Does the Ford Escape qualify for the car loan interest deduction?

The 2025–2028 deduction turns on where a vehicle is finally assembled — not the badge. Here's where the 2025–2026 Ford Escape is built and what it means for your loan interest.

Assembly data: NHTSA vPIC + our verified plant lists · Not tax advice · Methodology
PASS — assembled in the USA
The Ford Escape qualifies on the assembly test. Assembly is one of four gates — you also need a new vehicle, personal use, a 2025–2028 loan, and income under the phase-out.
The short answer

The Ford Escape is built at the Louisville Assembly Plant in Kentucky, so it passes the OBBBA final-assembly test. New, personal-use, and financed under the income cap, an Escape loan's interest can be deductible. Don't forget assembly is one requirement among several.

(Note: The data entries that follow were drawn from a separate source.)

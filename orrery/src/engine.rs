//! Defines the engine: the composition root wiring the clock, the sequencer, the scene graph
//! and the renderer together.

use std::fmt::{Debug, Formatter};
use std::sync::Arc;

use parking_lot::{Mutex, RwLock};

use crate::animations::Sequencer;
use crate::clock::{Clock, TickRate};
use crate::loader::ResourceLoader;
use crate::render::{Renderer, RenderingMode};
use crate::scene::Scene;
use crate::utils::events::{EventHandler, EventManager};
use crate::utils::task;
use crate::utils::task::TaskHandler;

/// Lists all events an [`Engine`] can emit.
pub enum EngineEvent {
    /// Triggered when the engine starts.
    OnStart,
    /// Triggered when the engine pauses.
    OnPause,
    /// Triggered when the engine resumes.
    OnResume,
}

/// Convert events to string to facilitate usage with [`EventManager`].
impl From<EngineEvent> for String {
    fn from(event: EngineEvent) -> Self {
        let event = match event {
            EngineEvent::OnStart => "start",
            EngineEvent::OnPause => "pause",
            EngineEvent::OnResume => "resume",
        };
        event.into()
    }
}

type LoopCallback = Box<dyn FnMut() + Send>;

/// The animation engine.
///
/// The engine composes a fixed-step [`Clock`], a [`Sequencer`], a current [`Scene`] and a
/// host-provided [`Renderer`]. Each frame ([`Engine::advance`]) runs zero or more fixed
/// simulation ticks — loop callback, then resource loader, then sequencer, then scene graph,
/// strictly in that order — followed by exactly one draw with the leftover fractional-tick
/// ratio.
///
/// [`Engine::start`] spawns a frame task (through the runtime task runner) that drives
/// `advance` from real timestamps; hosts and tests may instead drive `advance` themselves
/// with synthetic timestamps.
///
/// The engine is a cheap-clonable handle: clones share the same underlying engine.
///
/// # Example
/// ```ignore
/// use orrery::engine::Engine;
/// use orrery::mocks::MockRenderer;
/// use orrery::scene::{Node, Scene, SolidBackdrop};
///
/// #[orrery::runtime]
/// async fn main() {
///     let scene = Scene::new().set_background(SolidBackdrop::new("black"));
///     scene.get_root().append_child(Node::rect(800.0, 600.0).with_fill_style("blue"));
///
///     let engine = Engine::new(MockRenderer::new(), 800.0, 600.0);
///     engine.load_scene(scene);
///     engine.start();
/// }
/// ```
#[derive(Clone)]
pub struct Engine {
    /// Viewport width, fixed at construction.
    width: f64,
    /// Viewport height, fixed at construction.
    height: f64,
    /// Whether drawing is clipped to the viewport.
    clipping: bool,
    clock: Arc<RwLock<Clock>>,
    renderer: Arc<RwLock<Box<dyn Renderer>>>,
    scene: Arc<RwLock<Option<Scene>>>,
    sequencer: Sequencer,
    loader: ResourceLoader,
    /// The function called at the beginning of each tick.
    loop_callback: Arc<Mutex<Option<LoopCallback>>>,
    /// Inner handler to the frame task driving the engine.
    interval: Arc<RwLock<Option<TaskHandler>>>,
    /// The event manager for the engine.
    events: EventManager,
}

impl Engine {
    /// Creates an engine drawing through `renderer` on a `width` x `height` viewport, at the
    /// default 60Hz tick rate.
    pub fn new<R: Renderer + 'static>(renderer: R, width: f64, height: f64) -> Self {
        Self {
            width,
            height,
            clipping: true,
            clock: Arc::new(RwLock::new(Clock::new(TickRate::default()))),
            renderer: Arc::new(RwLock::new(Box::new(renderer))),
            scene: Arc::new(RwLock::new(None)),
            sequencer: Sequencer::default(),
            loader: ResourceLoader::default(),
            loop_callback: Arc::new(Mutex::new(None)),
            interval: Arc::new(RwLock::new(None)),
            events: EventManager::default(),
        }
    }

    // ########################################
    // Builders

    /// Sets the tick rate (default: 60 updates per second). Must be done before start.
    pub fn set_tick_rate(self, rate: TickRate) -> Self {
        *self.clock.write() = Clock::new(rate);
        self
    }

    /// Sets the function called at the beginning of each simulation tick.
    pub fn set_loop<F: FnMut() + Send + 'static>(self, callback: F) -> Self {
        *self.loop_callback.lock() = Some(Box::new(callback));
        self
    }

    /// Sets whether drawing is clipped to the viewport (default: true).
    pub fn set_clipping(mut self, clipping: bool) -> Self {
        self.clipping = clipping;
        self
    }

    // ########################################
    // Scene management

    /// Loads a scene: installs it as the current scene and starts tracking its resources.
    pub fn load_scene(&self, scene: Scene) {
        log::debug!("Loading scene");
        self.loader.start_loading_scene(&scene);
        *self.scene.write() = Some(scene);
    }

    /// Prepares the sequencer before start, when it holds any sequence.
    pub fn prepare_to_start(&self) {
        if !self.sequencer.is_empty() {
            self.sequencer.prepare_to_start();
        }
    }

    /// Forwards an image smoothing hint to the renderer.
    pub fn set_rendering_mode(&self, mode: RenderingMode) {
        self.renderer.write().set_rendering_mode(mode);
    }

    // ########################################
    // Lifecycle

    /// Starts the engine: the clock starts from the current timestamp and a frame task is
    /// spawned to drive the frames.
    pub fn start(&self) -> &Self {
        log::debug!("Engine starts");
        self.clock.write().start(Clock::timestamp());
        self.spawn_frame_task();
        self.events.emit(EngineEvent::OnStart, self.clone());
        self
    }

    /// Pauses the engine: stops the frame task without resetting the clock accumulator nor
    /// the diagnostic counters.
    pub fn pause(&self) -> &Self {
        log::debug!("Engine pauses");
        self.clock.write().pause();
        if let Some(handler) = self.interval.write().take() {
            handler.abort();
        }
        self.events.emit(EngineEvent::OnPause, self.clone());
        self
    }

    /// Resumes the engine: the clock re-samples the current timestamp (so the paused
    /// wall-clock time is not counted as lag) and a fresh frame task is spawned.
    pub fn resume(&self) -> &Self {
        log::debug!("Engine resumes");
        self.clock.write().resume(Clock::timestamp());
        self.spawn_frame_task();
        self.events.emit(EngineEvent::OnResume, self.clone());
        self
    }

    /// Indicates whether the engine is currently running.
    pub fn is_running(&self) -> bool {
        self.clock.read().is_running()
    }

    fn spawn_frame_task(&self) {
        let engine = self.clone();
        let pause_ms = self.clock.read().rate().interval();

        let handler = task::run(async move {
            loop {
                if !engine.clock.read().is_running() {
                    break;
                }
                engine.advance(Clock::timestamp());
                crate::pause!(pause_ms);
            }
            Ok(())
        })
        .unwrap();

        // Replace (and cancel) any previous frame task.
        if let Some(previous) = self.interval.write().replace(handler) {
            previous.abort();
        }
    }

    // ########################################
    // Frame execution

    /// Advances the engine to the timestamp `now`: runs the planned fixed ticks, then draws
    /// the current scene exactly once with the leftover fractional-tick ratio.
    pub fn advance(&self, now: f64) {
        let frame = self.clock.write().advance(now);
        for _ in 0..frame.ticks {
            self.update();
        }
        self.draw(frame.interpolation);
    }

    /// Runs one simulation tick: loop callback, resource loader, sequencer, then scene
    /// graph, strictly in that order.
    pub fn update(&self) {
        if let Some(callback) = self.loop_callback.lock().as_mut() {
            callback();
        }
        self.loader.update();
        let interval = self.clock.read().rate().interval();
        self.sequencer.update(interval);
        if let Some(scene) = self.scene.read().as_ref() {
            scene.update();
        }
    }

    /// Draws the current scene. Node attributes are read-only during this phase.
    fn draw(&self, interpolation: f64) {
        let renderer = &mut *self.renderer.write();
        renderer.begin_frame(self.width, self.height, self.clipping);
        if let Some(scene) = self.scene.read().as_ref() {
            scene.draw(&mut **renderer, self.width, self.height, interpolation);
        }
        renderer.end_frame();
    }

    // ########################################
    // Getters

    /// Returns the number of scratches (perceptible frame overruns) since the engine started.
    pub fn get_scratches(&self) -> u64 {
        self.clock.read().scratches()
    }

    /// Returns a handle to the sequencer of the engine.
    pub fn get_sequencer(&self) -> Sequencer {
        self.sequencer.clone()
    }

    /// Returns a handle to the resource loader of the engine.
    pub fn get_loader(&self) -> ResourceLoader {
        self.loader.clone()
    }

    /// Returns the current scene, if any.
    pub fn get_scene(&self) -> Option<Scene> {
        self.scene.read().clone()
    }

    /// Returns the tick rate configuration of the engine.
    pub fn get_tick_rate(&self) -> TickRate {
        *self.clock.read().rate()
    }

    // ########################################
    // Event related functions

    /// Registers a callback to be executed on a given event.
    ///
    /// Available events for an engine are defined by the enum [`EngineEvent`]:
    /// - **`OnStart` | `start`**: Triggered when the engine starts.
    /// - **`OnPause` | `pause`**: Triggered when the engine pauses.
    /// - **`OnResume` | `resume`**: Triggered when the engine resumes.
    ///
    /// _All callbacks receive the following parameter: `|_: Engine| { ... }`_
    pub fn on<S, F, T, Fut>(&self, event: S, callback: F) -> EventHandler
    where
        S: Into<String>,
        T: 'static + Send + Sync + Clone,
        F: FnMut(T) -> Fut + Send + 'static,
        Fut: std::future::Future<Output = Result<(), crate::errors::Error>> + Send + 'static,
    {
        self.events.on(event, callback)
    }
}

impl Debug for Engine {
    fn fmt(&self, f: &mut Formatter<'_>) -> std::fmt::Result {
        f.debug_struct("Engine")
            .field("width", &self.width)
            .field("height", &self.height)
            .field("clipping", &self.clipping)
            .field("running", &self.is_running())
            .field("scratches", &self.get_scratches())
            .finish()
    }
}

#[cfg(test)]
mod tests {
    use std::sync::atomic::{AtomicUsize, Ordering};

    use crate::animations::{Animation, Sequence};
    use crate::mocks::{MockRenderer, RenderOp};
    use crate::scene::{Node, SolidBackdrop};

    use super::*;

    const T: f64 = 1000.0 / 60.0;

    fn engine_with_scene() -> (Engine, MockRenderer, Node) {
        let renderer = MockRenderer::new();
        let engine = Engine::new(renderer.clone(), 800.0, 600.0);
        let scene = Scene::new().set_background(SolidBackdrop::new("black"));
        let node = Node::rect(10.0, 10.0).with_orientation(1.0, 0.0);
        scene.get_root().append_child(node.clone());
        engine.load_scene(scene);
        (engine, renderer, node)
    }

    #[test]
    fn test_advance_draws_exactly_once_per_frame() {
        let (engine, renderer, _) = engine_with_scene();

        // No tick planned: the frame still draws once.
        engine.advance(T * 0.5);
        assert_eq!(renderer.get_frames(), 1);

        // Several ticks planned: still a single draw.
        engine.advance(T * 4.0);
        assert_eq!(renderer.get_frames(), 2);
    }

    #[test]
    fn test_ticks_update_the_scene_graph() {
        let (engine, _, node) = engine_with_scene();

        engine.advance(T * 3.0);
        let (x, _) = node.get_position();
        assert_eq!(x, 3.0, "one orientation step per planned tick");
    }

    #[test]
    fn test_tick_runs_loop_callback_before_updates() {
        let renderer = MockRenderer::new();
        let ticks = Arc::new(AtomicUsize::new(0));
        let moved_ticks = ticks.clone();
        let engine = Engine::new(renderer, 800.0, 600.0).set_loop(move || {
            moved_ticks.fetch_add(1, Ordering::SeqCst);
        });

        engine.advance(T * 2.0);
        assert_eq!(ticks.load(Ordering::SeqCst), 2);
    }

    #[test]
    fn test_sequencer_is_ticked_before_scene_graph() {
        let (engine, _, _) = engine_with_scene();
        let animated = Node::image("id", "img.png");
        let sequence = Sequence::default();
        sequence
            .add_animation(
                Animation::translation(&animated, 0.0, 1000.0, (0.0, 0.0), (100.0, 0.0))
                    .unwrap()
                    .set_loop(false),
            )
            .unwrap();
        let sequencer = engine.get_sequencer();
        sequencer.add(&sequence);
        sequencer.start();

        engine.advance(T * 2.0);
        let (x, _) = animated.get_position();
        assert!(x > 0.0, "the sequence stepped the animation");
    }

    #[test]
    fn test_draw_bracket_and_clipping() {
        let (engine, renderer, _) = engine_with_scene();
        engine.advance(1.0);

        let ops = renderer.get_ops();
        assert_eq!(
            ops.first(),
            Some(&RenderOp::BeginFrame {
                width: 800.0,
                height: 600.0,
                clip: true,
            })
        );
        assert_eq!(ops.last(), Some(&RenderOp::EndFrame));
    }

    #[test]
    fn test_rendering_mode_is_forwarded() {
        let (engine, renderer, _) = engine_with_scene();
        engine.set_rendering_mode(RenderingMode::Crisp);
        assert_eq!(
            renderer.get_ops(),
            vec![RenderOp::SetRenderingMode(RenderingMode::Crisp)]
        );
    }

    #[test]
    fn test_loader_completion_unlocks_dependent_behavior() {
        let renderer = MockRenderer::new();
        let engine = Engine::new(renderer, 800.0, 600.0);
        let scene = Scene::new();
        let image = Node::image("id", "img.png");
        scene.get_root().append_child(image.clone());
        engine.load_scene(scene);

        let loader = engine.get_loader();
        engine.advance(T);
        assert!(!loader.is_complete());

        loader.resource_loaded(&image, 16.0, 16.0);
        engine.advance(T * 2.5);
        assert!(loader.is_complete());
    }

    #[orrery_macros::test]
    #[serial_test::serial]
    async fn test_engine_runs_and_pauses() {
        let (engine, renderer, node) = engine_with_scene();

        engine.start();
        assert!(engine.is_running());
        crate::pause!(150);
        engine.pause();
        assert!(!engine.is_running());

        let frames = renderer.get_frames();
        assert!(frames > 0, "frames were drawn while running");
        let (x, _) = node.get_position();
        assert!(x > 0.0, "ticks moved the scene while running");

        // Paused: no more frames.
        crate::pause!(100);
        assert_eq!(renderer.get_frames(), frames);

        // Resumed: frames keep coming without counting the paused time as lag.
        engine.resume();
        crate::pause!(100);
        engine.pause();
        assert!(renderer.get_frames() > frames);
    }
}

Where the Ford Escape is assembled

Assembly plantLocationAssembly test
Louisville Assembly Plant Louisville, KY ✓ United States

Confirm the other three tests

A US-assembly PASS is only the first gate. Each remaining condition has its own guide:

New & personal-use — used cars and leases don't qualify Loan dated 2025–2028 — refinancing keeps eligibility Income under the phase-out — run the MAGI calculator

Frequently asked questions

Is the Ford Escape made in America?
Yes. The Escape is assembled at Ford's Louisville Assembly Plant in Kentucky, a US final-assembly point that meets the assembly test.
Does the Escape Hybrid or plug-in qualify?
Yes. The hybrid and plug-in Escapes are built on the same Louisville line, so they satisfy the assembly test — your loan and income still have to qualify.
Is the Escape related to the Mexican-built Bronco Sport?
They share a platform, but the Escape is built in Kentucky while the Bronco Sport is built in Mexico. Only the US-assembled Escape passes the assembly test.